* Directions *
Isolate every line in the records below with "applied" in it.

Given data section start

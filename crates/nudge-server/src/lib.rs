//! nudge-server - Classification endpoint for nudge.
//!
//! Serves `POST /api/check-notification`, which scores chat text against
//! one condition (legacy form) or a batch of conditions, and `GET /health`.
//!
//! # Example
//!
//! ```ignore
//! use nudge_server::{create_server, AppState};
//!
//! #[tokio::main]
//! async fn main() {
//!     let state = AppState::from_env();
//!     let app = create_server(state);
//!
//!     let listener = tokio::net::TcpListener::bind("0.0.0.0:3000").await.unwrap();
//!     axum::serve(listener, app).await.unwrap();
//! }
//! ```

pub mod error;
pub mod middleware;
pub mod routes;
pub mod state;

pub use error::{ApiError, ApiResult};
pub use state::AppState;

use axum::{middleware as axum_middleware, Router};
use tower_http::trace::TraceLayer;

/// Create the server with all routes and middleware.
pub fn create_server(state: AppState) -> Router {
    routes::create_router(state)
        .layer(TraceLayer::new_for_http())
        .layer(middleware::cors_layer())
        .layer(axum_middleware::from_fn(middleware::logging_middleware))
}
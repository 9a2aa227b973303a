//! Notification lifecycle events.

use chrono::{DateTime, Utc};
use serde::{Deserialize, Serialize};

use crate::types::{ConversationId, Notification, NotificationId};

/// What a completed classification led to.
#[derive(Debug, Clone, PartialEq, Eq, Serialize, Deserialize)]
#[serde(tag = "outcome", rename_all = "snake_case")]
pub enum EvaluationOutcome {
    /// A condition-match notification was shown.
    Notified {
        notification_id: NotificationId,
        topics: Vec<String>,
    },
    /// No condition cleared its threshold.
    NoMatch,
    /// Every matched topic was already notified in this unread window.
    AlreadyNotified,
    /// The classifier failed; treated as no match.
    Failed { error: String },
    /// The conversation was opened while the call was in flight.
    Discarded,
}

/// Why a notification left the visible set.
#[derive(Debug, Clone, Copy, PartialEq, Eq, Serialize, Deserialize)]
#[serde(rename_all = "snake_case")]
pub enum DismissReason {
    /// The dismiss timer fired.
    Timeout,
    /// The user activated the banner and navigated to the conversation.
    Activated,
    /// Explicit dismissal, or the conversation was opened.
    Dismissed,
    /// The display surface was powered off.
    PowerOff,
}

/// Events emitted by the engine as notifications move through their lifecycle.
#[derive(Debug, Clone, Serialize, Deserialize)]
#[serde(tag = "type", rename_all = "snake_case")]
pub enum NotificationEvent {
    /// A notification became visible and its timer was scheduled.
    Shown { notification: Notification },
    /// A notification was removed and its timer released.
    Dismissed {
        id: NotificationId,
        conversation_id: ConversationId,
        reason: DismissReason,
        timestamp: DateTime<Utc>,
    },
    /// A classification finished and its result was applied or dropped.
    Evaluated {
        conversation_id: ConversationId,
        #[serde(flatten)]
        outcome: EvaluationOutcome,
    },
}

impl NotificationEvent {
    /// Get the event type as a string for filtering
    pub fn event_type(&self) -> &'static str {
        match self {
            Self::Shown { .. } => "notification.shown",
            Self::Dismissed { .. } => "notification.dismissed",
            Self::Evaluated { .. } => "classification.evaluated",
        }
    }

    /// The notification this event concerns, if any.
    pub fn notification_id(&self) -> Option<NotificationId> {
        match self {
            Self::Shown { notification } => Some(notification.id),
            Self::Dismissed { id, .. } => Some(*id),
            Self::Evaluated {
                outcome: EvaluationOutcome::Notified { notification_id, .. },
                ..
            } => Some(*notification_id),
            Self::Evaluated { .. } => None,
        }
    }

    pub fn conversation_id(&self) -> &ConversationId {
        match self {
            Self::Shown { notification } => &notification.conversation_id,
            Self::Dismissed {
                conversation_id, ..
            }
            | Self::Evaluated {
                conversation_id, ..
            } => conversation_id,
        }
    }

    pub(crate) fn dismissed(notification: &Notification, reason: DismissReason) -> Self {
        Self::Dismissed {
            id: notification.id,
            conversation_id: notification.conversation_id.clone(),
            reason,
            timestamp: Utc::now(),
        }
    }
}
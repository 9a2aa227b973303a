//! Event bus using tokio broadcast channel
//!
//! Slow subscribers miss events rather than blocking the engine.

use crate::events::NotificationEvent;
use tokio::sync::broadcast;

/// Default channel capacity
const DEFAULT_CAPACITY: usize = 256;

/// Event bus for notification lifecycle events
///
/// Events are fire-and-forget; if no subscribers are listening, they are dropped.
#[derive(Clone)]
pub struct EventBus {
    sender: broadcast::Sender<NotificationEvent>,
}

impl EventBus {
    /// Create a new event bus with default capacity
    pub fn new() -> Self {
        Self::with_capacity(DEFAULT_CAPACITY)
    }

    /// Create a new event bus with custom capacity
    pub fn with_capacity(capacity: usize) -> Self {
        let (sender, _) = broadcast::channel(capacity);
        Self { sender }
    }

    /// Subscribe to events emitted after this call.
    pub fn subscribe(&self) -> EventSubscriber {
        EventSubscriber {
            receiver: self.sender.subscribe(),
        }
    }

    /// Emit an event to all subscribers
    pub fn emit(&self, event: NotificationEvent) {
        // Err only means nobody is listening
        let _ = self.sender.send(event);
    }

    /// Get the number of active subscribers
    pub fn subscriber_count(&self) -> usize {
        self.sender.receiver_count()
    }
}

impl Default for EventBus {
    fn default() -> Self {
        Self::new()
    }
}

/// Subscriber to event bus
pub struct EventSubscriber {
    receiver: broadcast::Receiver<NotificationEvent>,
}

impl EventSubscriber {
    /// Receive the next event
    ///
    /// Returns None once the bus is dropped. Lagged events are skipped.
    pub async fn recv(&mut self) -> Option<NotificationEvent> {
        loop {
            match self.receiver.recv().await {
                Ok(event) => return Some(event),
                Err(broadcast::error::RecvError::Closed) => return None,
                Err(broadcast::error::RecvError::Lagged(n)) => {
                    tracing::warn!("Event subscriber lagged by {} events", n);
                    continue;
                }
            }
        }
    }

    /// Try to receive an event without blocking
    pub fn try_recv(&mut self) -> Option<NotificationEvent> {
        self.receiver.try_recv().ok()
    }
}

#[cfg(test)]
mod tests {
    use super::*;
    use crate::types::Notification;

    fn shown(message: &str) -> NotificationEvent {
        NotificationEvent::Shown {
            notification: Notification::new_message("main".into(), "상대방", message),
        }
    }

    #[tokio::test]
    async fn test_event_bus_basic() {
        let bus = EventBus::new();
        let mut sub = bus.subscribe();

        let event = shown("hello");
        let id = event.notification_id();
        bus.emit(event);

        let received = sub.recv().await.unwrap();
        assert_eq!(received.notification_id(), id);
    }

    #[tokio::test]
    async fn test_multiple_subscribers() {
        let bus = EventBus::new();
        let mut sub1 = bus.subscribe();
        let mut sub2 = bus.subscribe();

        bus.emit(shown("hi"));

        let r1 = sub1.recv().await.unwrap();
        let r2 = sub2.recv().await.unwrap();
        assert_eq!(r1.notification_id(), r2.notification_id());
    }

    #[test]
    fn test_no_subscribers_no_panic() {
        let bus = EventBus::new();
        bus.emit(shown("nobody"));
        assert_eq!(bus.subscriber_count(), 0);
    }

    #[test]
    fn test_try_recv_empty() {
        let bus = EventBus::new();
        let mut sub = bus.subscribe();
        assert!(sub.try_recv().is_none());
        bus.emit(shown("x"));
        assert!(sub.try_recv().is_some());
    }

    #[test]
    fn test_recv_wakes_on_emit() {
        let bus = EventBus::new();
        let mut sub = bus.subscribe();
        let mut recv = tokio_test::task::spawn(sub.recv());
        tokio_test::assert_pending!(recv.poll());

        bus.emit(shown("late"));
        assert!(recv.is_woken());
        let event = tokio_test::assert_ready!(recv.poll());
        assert!(event.is_some());
    }

    #[test]
    fn test_recv_ends_when_bus_dropped() {
        let bus = EventBus::new();
        let mut sub = bus.subscribe();
        drop(bus);
        assert!(tokio_test::block_on(sub.recv()).is_none());
    }
}
//! Route definitions for the classification server.

mod check;
mod health;

use axum::{
    routing::{get, post},
    Router,
};

use crate::state::AppState;

/// Create the main application router.
pub fn create_router(state: AppState) -> Router {
    Router::new()
        .route("/health", get(health::health_check))
        .route("/api/check-notification", post(check::check_notification))
        .with_state(state)
}

pub use check::*;
pub use health::*;
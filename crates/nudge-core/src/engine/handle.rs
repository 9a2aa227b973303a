//! Cloneable handle for sending commands to the engine actor.

use tokio::sync::{mpsc, oneshot};

use crate::engine::command::Command;
use crate::engine::{ClassificationDispatch, ConversationSnapshot, ReceiveOutcome};
use crate::error::{NudgeError, NudgeResult};
use crate::events::{EventBus, EventSubscriber};
use crate::types::{
    Condition, ConditionId, ConditionScope, ConversationId, Notification, NotificationId,
    Sensitivity,
};

/// Client side of the notification engine.
///
/// Every method is a request/response round trip through the actor, so calls
/// made from one task are applied in order.
#[derive(Clone)]
pub struct EngineHandle {
    tx: mpsc::Sender<Command>,
    bus: EventBus,
}

impl EngineHandle {
    pub(crate) fn new(tx: mpsc::Sender<Command>, bus: EventBus) -> Self {
        Self { tx, bus }
    }

    async fn request<T>(&self, build: impl FnOnce(oneshot::Sender<T>) -> Command) -> NudgeResult<T> {
        let (reply, rx) = oneshot::channel();
        self.tx
            .send(build(reply))
            .await
            .map_err(|_| engine_closed())?;
        rx.await.map_err(|_| engine_closed())
    }

    /// Register a conversation, or rename it if it already exists.
    pub async fn register_conversation(
        &self,
        id: impl Into<ConversationId>,
        name: impl Into<String>,
    ) -> NudgeResult<()> {
        let (id, name) = (id.into(), name.into());
        self.request(|reply| Command::RegisterConversation { id, name, reply })
            .await
    }

    /// Deliver an inbound message to a conversation.
    pub async fn receive_message(
        &self,
        id: impl Into<ConversationId>,
        text: impl Into<String>,
    ) -> NudgeResult<ReceiveOutcome> {
        let (id, text) = (id.into(), text.into());
        self.request(|reply| Command::ReceiveMessage { id, text, reply })
            .await?
    }

    /// Open (read) a conversation. Returns how many messages were marked read.
    ///
    /// Clears the conversation's notified topics, discards in-flight
    /// classifications for it and dismisses its visible notifications.
    pub async fn open_conversation(&self, id: impl Into<ConversationId>) -> NudgeResult<usize> {
        let id = id.into();
        self.request(|reply| Command::OpenConversation { id, reply })
            .await?
    }

    /// Classify the conversation's unread window again.
    ///
    /// Skipped with [`ClassificationDispatch::Duplicate`] while a call for the
    /// same text is still in flight.
    pub async fn reevaluate_conversation(
        &self,
        id: impl Into<ConversationId>,
    ) -> NudgeResult<ClassificationDispatch> {
        let id = id.into();
        self.request(|reply| Command::Reevaluate { id, reply })
            .await?
    }

    /// Activate a visible notification: dismiss it and open its conversation.
    pub async fn activate_notification(&self, id: NotificationId) -> NudgeResult<ConversationId> {
        self.request(|reply| Command::ActivateNotification { id, reply })
            .await?
    }

    /// Dismiss a visible notification, cancelling its timer.
    pub async fn dismiss_notification(&self, id: NotificationId) -> NudgeResult<()> {
        self.request(|reply| Command::DismissNotification { id, reply })
            .await?
    }

    /// Turn the display surface off, clearing every notification and timer.
    /// Returns how many notifications were cleared.
    pub async fn power_off(&self) -> NudgeResult<usize> {
        self.request(|reply| Command::PowerOff { reply }).await
    }

    /// Turn the display surface on. Returns false if it already was.
    pub async fn power_on(&self) -> NudgeResult<bool> {
        self.request(|reply| Command::PowerOn { reply }).await
    }

    pub async fn add_condition(
        &self,
        scope: ConditionScope,
        text: impl Into<String>,
    ) -> NudgeResult<Condition> {
        let text = text.into();
        self.request(|reply| Command::AddCondition { scope, text, reply })
            .await?
    }

    pub async fn remove_condition(
        &self,
        scope: ConditionScope,
        id: ConditionId,
    ) -> NudgeResult<Condition> {
        self.request(|reply| Command::RemoveCondition { scope, id, reply })
            .await?
    }

    /// Edit a condition. The edited condition gets a new id and moves to the end.
    pub async fn replace_condition(
        &self,
        scope: ConditionScope,
        id: ConditionId,
        text: impl Into<String>,
    ) -> NudgeResult<Condition> {
        let text = text.into();
        self.request(|reply| Command::ReplaceCondition {
            scope,
            id,
            text,
            reply,
        })
        .await?
    }

    pub async fn list_conditions(&self, scope: ConditionScope) -> NudgeResult<Vec<Condition>> {
        self.request(|reply| Command::ListConditions { scope, reply })
            .await?
    }

    /// Set the sensitivity of a scope; values outside [0, 100] are rejected.
    pub async fn set_sensitivity(
        &self,
        scope: ConditionScope,
        value: i64,
    ) -> NudgeResult<Sensitivity> {
        self.request(|reply| Command::SetSensitivity {
            scope,
            value,
            reply,
        })
        .await?
    }

    pub async fn set_general_enabled(
        &self,
        id: impl Into<ConversationId>,
        enabled: bool,
    ) -> NudgeResult<()> {
        let id = id.into();
        self.request(|reply| Command::SetGeneralEnabled { id, enabled, reply })
            .await?
    }

    pub async fn set_condition_matching(
        &self,
        scope: ConditionScope,
        enabled: bool,
    ) -> NudgeResult<()> {
        self.request(|reply| Command::SetConditionMatching {
            scope,
            enabled,
            reply,
        })
        .await?
    }

    pub async fn conversation_snapshot(
        &self,
        id: impl Into<ConversationId>,
    ) -> NudgeResult<ConversationSnapshot> {
        let id = id.into();
        self.request(|reply| Command::Snapshot { id, reply }).await?
    }

    /// Visible notifications, oldest first.
    pub async fn active_notifications(&self) -> NudgeResult<Vec<Notification>> {
        self.request(|reply| Command::ActiveNotifications { reply })
            .await
    }

    /// Subscribe to lifecycle and evaluation events.
    pub fn subscribe(&self) -> EventSubscriber {
        self.bus.subscribe()
    }

    /// Stop the engine, tearing down all notifications and timers.
    pub async fn shutdown(&self) -> NudgeResult<()> {
        self.request(|reply| Command::Shutdown { reply }).await
    }
}

fn engine_closed() -> NudgeError {
    NudgeError::EngineClosed("Notification engine is not running".to_string())
}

Given data section end

* Output below *
    /// A classification finished and its result was applied or dropped.
/// made from one task are applied in order.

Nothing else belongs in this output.